There are a couple of other bits of custom data I add to some projects, including a standing, a priority, and a deadline. I add these using Dataview variables, which look like this:

  • standing:: in progress
  • priority:: 0
  • deadline:: 2024-01-01

Project Templates

To keep all of this straight, I created a “New Project template”, which I use to create each new project.
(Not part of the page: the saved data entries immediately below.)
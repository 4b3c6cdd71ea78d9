//! Simulated components. They accept commands instantly and remember the state,
//! which is enough to drive the motion core without hardware.

use tracing::info;
use crate::components::{Capabilities, Component, ComponentError, Extra};
use crate::constraints::Constraints;
use crate::context::CallContext;
use crate::ik::SolverConfig;
use crate::kinematic_traits::{Inputs, Kinematics, Pose};
use crate::kinematics_impl::KinematicModel;
use crate::proto::JointPositions;
use crate::world_state::WorldState;

/// Joint state of a simulated kinematic chain.
struct SimulatedChain {
    model: KinematicModel,
    inputs: Inputs,
    stops: usize,
    /// Error the next move command fails with, if set.
    fail_next_move: Option<String>,
}

impl SimulatedChain {
    fn new(model: KinematicModel) -> Self {
        let inputs = Constraints::from_kinematics(&model).clamp(&vec![0.0; model.dof()]);
        SimulatedChain { model, inputs, stops: 0, fail_next_move: None }
    }

    fn joint_positions(&self) -> Result<JointPositions, ComponentError> {
        self.model.protobuf_from_input(&self.inputs).map_err(|e| ComponentError::Hardware(e.to_string()))
    }

    fn set_inputs(&mut self, inputs: Inputs) -> Result<(), ComponentError> {
        if let Some(reason) = self.fail_next_move.take() {
            return Err(ComponentError::Hardware(reason));
        }
        if !Constraints::from_kinematics(&self.model).compliant(&inputs) {
            return Err(ComponentError::Hardware(
                format!("{} joint positions {:?} out of limits", self.model.component(), inputs)));
        }
        info!("{} moves to {:?}", self.model.component(), inputs);
        self.inputs = inputs;
        Ok(())
    }

    fn move_to_joint_positions(&mut self, positions: &JointPositions) -> Result<(), ComponentError> {
        let inputs = self.model.input_from_protobuf(positions)
            .map_err(|e| ComponentError::Hardware(e.to_string()))?;
        self.set_inputs(inputs)
    }
}

/// Arm with its own kinematic model. Moves to poses through its own inverse kinematics.
pub struct FakeArm {
    chain: SimulatedChain,
    solver: SolverConfig,
}

impl FakeArm {
    pub fn new(model: KinematicModel) -> Self {
        FakeArm { chain: SimulatedChain::new(model), solver: SolverConfig::default() }
    }

    /// Arm placed at the given inputs (radians, millimeters). Inputs outside limits are clamped.
    pub fn at(model: KinematicModel, inputs: &[f64]) -> Self {
        let mut arm = FakeArm::new(model);
        arm.chain.inputs = Constraints::from_kinematics(&arm.chain.model).clamp(inputs);
        arm
    }

    /// Current inputs (radians, millimeters).
    pub fn inputs(&self) -> &[f64] {
        &self.chain.inputs
    }

    pub fn stop_count(&self) -> usize {
        self.chain.stops
    }

    /// Makes the next move command fail with a hardware error.
    pub fn fail_next_move(&mut self, reason: impl Into<String>) {
        self.chain.fail_next_move = Some(reason.into());
    }
}

impl Component for FakeArm {
    fn capabilities(&self) -> Capabilities {
        Capabilities::KINEMATIC_CHAIN | Capabilities::POSITIONABLE | Capabilities::STOPPABLE
    }

    fn end_position(&self, _extra: &Extra) -> Result<Pose, ComponentError> {
        self.chain.model.forward(&self.chain.inputs).map_err(|e| ComponentError::Hardware(e.to_string()))
    }

    /// Only obstacles given in the base frame of the arm are considered.
    fn move_to_position(&mut self, pose: &Pose, world_state: &WorldState, _extra: &Extra)
                        -> Result<(), ComponentError> {
        let obstacles: Vec<_> = world_state.obstacles.iter()
            .filter(|group| group.frame == self.chain.model.base())
            .flat_map(|group| group.geometries.iter().cloned())
            .collect();
        let constraints = Constraints::from_kinematics(&self.chain.model)
            .with_obstacles(&obstacles, self.solver.link_radius);
        let inputs = self.chain.model
            .inverse(pose, &self.chain.inputs, &constraints, &self.solver, &CallContext::new())
            .map_err(|e| ComponentError::Hardware(e.to_string()))?;
        self.chain.set_inputs(inputs)
    }

    fn joint_positions(&self, _extra: &Extra) -> Result<JointPositions, ComponentError> {
        self.chain.joint_positions()
    }

    fn move_to_joint_positions(&mut self, positions: &JointPositions, _extra: &Extra)
                               -> Result<(), ComponentError> {
        self.chain.move_to_joint_positions(positions)
    }

    fn stop(&mut self, _extra: &Extra) -> Result<(), ComponentError> {
        self.chain.stops += 1;
        Ok(())
    }
}

/// Gantry made of prismatic axes. Accepts joint positions (millimeters) only.
pub struct FakeGantry {
    chain: SimulatedChain,
}

impl FakeGantry {
    pub fn new(model: KinematicModel) -> Self {
        FakeGantry { chain: SimulatedChain::new(model) }
    }

    /// Gantry placed at the given axis positions. Positions outside limits are clamped.
    pub fn at(model: KinematicModel, positions: &[f64]) -> Self {
        let mut gantry = FakeGantry::new(model);
        gantry.chain.inputs = Constraints::from_kinematics(&gantry.chain.model).clamp(positions);
        gantry
    }

    pub fn inputs(&self) -> &[f64] {
        &self.chain.inputs
    }

    pub fn stop_count(&self) -> usize {
        self.chain.stops
    }
}

impl Component for FakeGantry {
    fn capabilities(&self) -> Capabilities {
        Capabilities::KINEMATIC_CHAIN | Capabilities::STOPPABLE
    }

    fn joint_positions(&self, _extra: &Extra) -> Result<JointPositions, ComponentError> {
        self.chain.joint_positions()
    }

    fn move_to_joint_positions(&mut self, positions: &JointPositions, _extra: &Extra)
                               -> Result<(), ComponentError> {
        self.chain.move_to_joint_positions(positions)
    }

    fn stop(&mut self, _extra: &Extra) -> Result<(), ComponentError> {
        self.chain.stops += 1;
        Ok(())
    }
}

/// Gripper has no degrees of freedom the motion core could use, it can only be stopped.
#[derive(Default)]
pub struct FakeGripper {
    stops: usize,
}

impl FakeGripper {
    pub fn new() -> Self {
        Self::default()
    }

    pub fn stop_count(&self) -> usize {
        self.stops
    }
}

impl Component for FakeGripper {
    fn capabilities(&self) -> Capabilities {
        Capabilities::STOPPABLE
    }

    fn stop(&mut self, _extra: &Extra) -> Result<(), ComponentError> {
        self.stops += 1;
        Ok(())
    }
}

#[cfg(test)]
mod tests {
    use super::*;
    use nalgebra::{Isometry3, Vector3};
    use crate::frame::{Frame, Limit};
    use crate::kinematic_traits::WORLD;
    use crate::spatial::poses_approx_eq;

    fn planar_model() -> KinematicModel {
        let limit = Limit::new(-3.0, 3.0);
        KinematicModel::new("planar", WORLD, vec![
            Frame::revolute("planar:j1", WORLD, Pose::identity(), Vector3::z_axis(), limit),
            Frame::revolute("planar:j2", "planar:j1", Isometry3::translation(300.0, 0.0, 0.0),
                            Vector3::z_axis(), limit),
            Frame::new_static("planar", "planar:j2", Isometry3::translation(200.0, 0.0, 0.0)),
        ]).unwrap()
    }

    #[test]
    fn test_arm_joint_positions_in_degrees() {
        let mut arm = FakeArm::new(planar_model());
        arm.move_to_joint_positions(&JointPositions { values: vec![90.0, -45.0] }, &Extra::new()).unwrap();
        assert!((arm.inputs()[0] - std::f64::consts::FRAC_PI_2).abs() < 1e-12);
        let back = arm.joint_positions(&Extra::new()).unwrap();
        assert!((back.values[1] + 45.0).abs() < 1e-9);
    }

    #[test]
    fn test_arm_rejects_out_of_limits() {
        let mut arm = FakeArm::new(planar_model());
        let err = arm.move_to_joint_positions(&JointPositions { values: vec![270.0, 0.0] }, &Extra::new());
        assert!(matches!(err, Err(ComponentError::Hardware(_))));
        assert_eq!(arm.inputs(), &[0.0, 0.0]);
    }

    #[test]
    fn test_arm_moves_to_position() {
        let mut arm = FakeArm::new(planar_model());
        let target = planar_model().forward(&[0.3, 1.1]).unwrap();
        arm.move_to_position(&target, &WorldState::default(), &Extra::new()).unwrap();
        let reached = arm.end_position(&Extra::new()).unwrap();
        assert!(poses_approx_eq(&reached, &target, 1e-3, 1e-5));
    }

    #[test]
    fn test_injected_failure() {
        let mut arm = FakeArm::new(planar_model());
        arm.fail_next_move("motor overheated");
        let err = arm.move_to_joint_positions(&JointPositions { values: vec![0.0, 0.0] }, &Extra::new());
        assert_eq!(err, Err(ComponentError::Hardware("motor overheated".into())));
        assert!(arm.move_to_joint_positions(&JointPositions { values: vec![0.0, 0.0] }, &Extra::new()).is_ok());
    }

    #[test]
    fn test_gripper_only_stops() {
        let mut gripper = FakeGripper::new();
        assert_eq!(gripper.capabilities(), Capabilities::STOPPABLE);
        gripper.stop(&Extra::new()).unwrap();
        assert_eq!(gripper.stop_count(), 1);
        assert!(gripper.end_position(&Extra::new()).is_err());
    }
}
If you use the Core Templates plugin, this template should work for you too. Feel free to modify it to fit your needs, the important thing is the tags, and the Dataview variables if you choose to use them:

[[Client MOC]]
%% tags: #work #project/soon %%

standing:: coming soon
priority:: 0
deadline:: 2023-01-01

# {{title}}
- [ ] Todos go here

Note: I also hide the tags in preview mode using percentage signs: if you prefer to see the tags, feel free to remove those.

Creating Dataview Dashboards to Manage Projects in Obsidian

It may seem like a lot of work to get that set up, but it will be worth it.
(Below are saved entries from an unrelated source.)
//! Implements collision detection between a kinematic chain and static obstacles

use std::fmt;
use nalgebra::{Isometry3, Point3};
use parry3d::shape::SharedShape;
use rayon::prelude::{IntoParallelRefIterator, ParallelIterator};
use crate::frame_system::FrameSystemError;
use crate::geometry::Geometry;
use crate::kinematic_traits::{Kinematics, Pose};

/// Segments shorter than this (mm) do not produce a link capsule.
const MIN_LINK_LENGTH: f64 = 1e-6;

/// Chain part intersecting an obstacle.
#[derive(Debug, Clone, PartialEq)]
pub struct Collision {
    /// Frame of the chain: the link ending at its origin, or geometry attached to it.
    pub link: String,
    /// Label of the obstacle
    pub obstacle: String,
}

impl fmt::Display for Collision {
    fn fmt(&self, f: &mut fmt::Formatter) -> fmt::Result {
        write!(f, "'{}' collides with '{}'", self.link, self.obstacle)
    }
}

/// Shape placed in the chain base frame.
#[derive(Clone)]
struct Body {
    label: String,
    pose: Isometry3<f32>,
    shape: SharedShape,
}

/// Struct representing a collision task for detecting collisions
/// between the chain part and the obstacle.
struct CollisionTask<'a> {
    link: &'a Body,
    obstacle: &'a Body,
}

/// Obstacles the chain must not touch, all expressed in the frame the chain is attached to.
#[derive(Clone)]
pub struct CollisionEnvironment {
    obstacles: Vec<Body>,
    /// Radius of the capsules representing links between consecutive frames.
    link_radius: f64,
}

impl CollisionEnvironment {
    pub fn empty() -> Self {
        CollisionEnvironment { obstacles: Vec::new(), link_radius: 0.0 }
    }

    pub fn new(obstacles: &[Geometry], link_radius: f64) -> Self {
        let obstacles = obstacles.iter().map(|geometry| Body {
            label: geometry.label.clone(),
            pose: geometry.center_f32(),
            shape: geometry.shared_shape(),
        }).collect();
        CollisionEnvironment { obstacles, link_radius }
    }

    pub fn is_empty(&self) -> bool {
        self.obstacles.is_empty()
    }

    /// All collisions of the chain at the given inputs.
    pub fn collision_details(&self, kinematics: &dyn Kinematics, inputs: &[f64])
                             -> Result<Vec<Collision>, FrameSystemError> {
        self.detect(kinematics, inputs, false)
    }

    /// Returns true if any part of the chain intersects any obstacle.
    pub fn collides(&self, kinematics: &dyn Kinematics, inputs: &[f64]) -> Result<bool, FrameSystemError> {
        Ok(!self.detect(kinematics, inputs, true)?.is_empty())
    }
}

impl CollisionEnvironment {
    fn detect(&self, kinematics: &dyn Kinematics, inputs: &[f64], first_collision_only: bool)
              -> Result<Vec<Collision>, FrameSystemError> {
        if self.obstacles.is_empty() {
            return Ok(Vec::new());
        }
        let frame_poses = kinematics.forward_with_frame_poses(inputs)?;
        let links = self.chain_bodies(kinematics, &frame_poses);

        let tasks: Vec<CollisionTask> = links.iter()
            .flat_map(|link| self.obstacles.iter().map(move |obstacle| CollisionTask { link, obstacle }))
            .collect();
        Ok(process_collision_tasks(tasks, first_collision_only))
    }

    /// Capsules between consecutive frame origins (starting at the chain base origin),
    /// plus the geometry attached to chain frames.
    fn chain_bodies(&self, kinematics: &dyn Kinematics, frame_poses: &[Pose]) -> Vec<Body> {
        let mut bodies = Vec::new();
        let mut previous = Point3::origin();
        for (frame, pose) in kinematics.frames().iter().zip(frame_poses) {
            let origin = Point3::from(pose.translation.vector);
            if (origin - previous).norm() > MIN_LINK_LENGTH && self.link_radius > 0.0 {
                bodies.push(Body {
                    label: frame.name().to_string(),
                    pose: Isometry3::identity(),
                    shape: SharedShape::capsule(previous.cast::<f32>(), origin.cast::<f32>(),
                                                self.link_radius as f32),
                });
            }
            if let Some(geometry) = frame.geometry() {
                let placed = geometry.transformed(pose);
                bodies.push(Body {
                    label: frame.name().to_string(),
                    pose: placed.center_f32(),
                    shape: placed.shared_shape(),
                });
            }
            previous = origin;
        }
        bodies
    }
}

/// Parallel version with Rayon. Shape pairs parry3d cannot test are reported as collisions.
fn process_collision_tasks(tasks: Vec<CollisionTask>, first_collision_only: bool) -> Vec<Collision> {
    let check = |task: &CollisionTask| -> Option<Collision> {
        let collides = parry3d::query::intersection_test(
            &task.link.pose, task.link.shape.as_ref(),
            &task.obstacle.pose, task.obstacle.shape.as_ref())
            .unwrap_or(true);
        collides.then(|| Collision {
            link: task.link.label.clone(),
            obstacle: task.obstacle.label.clone(),
        })
    };

    if first_collision_only {
        // Exit as soon as any collision is found
        tasks.par_iter().find_map_any(check).into_iter().collect()
    } else {
        tasks.par_iter().filter_map(check).collect()
    }
}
Once you have a few projects set up in your vault, you can then start to query your projects with Dataview.

I like to create a few separate views. For example, I have a work view and a personal view. Each view displays only what I need when I need it.

This is one of the strengths of using Obsidian for projects: you can customize your views and fine-tune them to show only what you need.

Displaying All Active Projects

My Active Projects view looks like this:

That table is created using this Dataview code:

```dataview
table standing, priority
from #project/active AND "Projects"
sort priority desc
```

Note: I keep all my active projects in a “Projects” folder. If you prefer to have your projects spread out (or in a different folder), change the line that says AND “Projects”.

This code creates a table, and includes all my active projects, sorting them by priority.

The main reason I add priority to my projects is so that I can sort them. I like to have my most important project at the top. But you could also sort by file.name or file.mtime (date last modified).

Displaying Ongoing Projects

I like to separate my active projects from my ongoing projects. Active projects often have due dates and they are completed and archived once all the tasks are complete.

Ongoing projects are different. I use ongoing projects for chores, routines, areas of interest, anything with repeating tasks and no definite end date.

The goal of an Active Project is to finish it, the goal of an Ongoing Project is to make steady progress over long periods.

To see ongoing projects, I use the tag #project/ongoing, and this Dataview code:

```dataview
table standing
from #project/ongoing
sort file.name asc
```

I find the order less important here, so I sort alphabetically.

Displaying Upcoming Projects

After listing my active and ongoing projects, I like to see projects that are coming up. For those projects, I use the tag #project/soon, and you can see those projects using this code:

```dataview
table standing
from #project/soon
sort file.name asc
```

Displaying Archived Projects

You may or may not want to list your archived projects. Some people like to see them and to see the list grow over time, others like archived projects to go away and leave them alone.

The choice is yours. If you do want to see your archived projects, you might want to simplify and limit the list. Or create a new view, perhaps called “Archived projects”. For example, here’s a query that spits out a list of your latest archived projects, sorted by modified date, and limited to 15:

```dataview
list
from #project/archive
sort file.mtime asc
limit 15
```

Just Use Kanban?

If you haven’t heard of Kanban before, it’s another method you could use to display this kind of information. There’s an excellent Kanban community plugin you can use, if that interests you. It looks like this:

This is my “Writing Board”, I like to use Kanban to keep track of articles that I am working on.

Unfortunately, at the time of writing, the Kanban plugin doesn’t support pulling in cards dynamically. It’s still a very useful plugin, but none of the above Dataview queries will work in tandem with Kanban at this point. You have to manage each card manually, which is less useful for me. The developer is working on fixing this, but until that functionality is available, I prefer a more dynamic solution.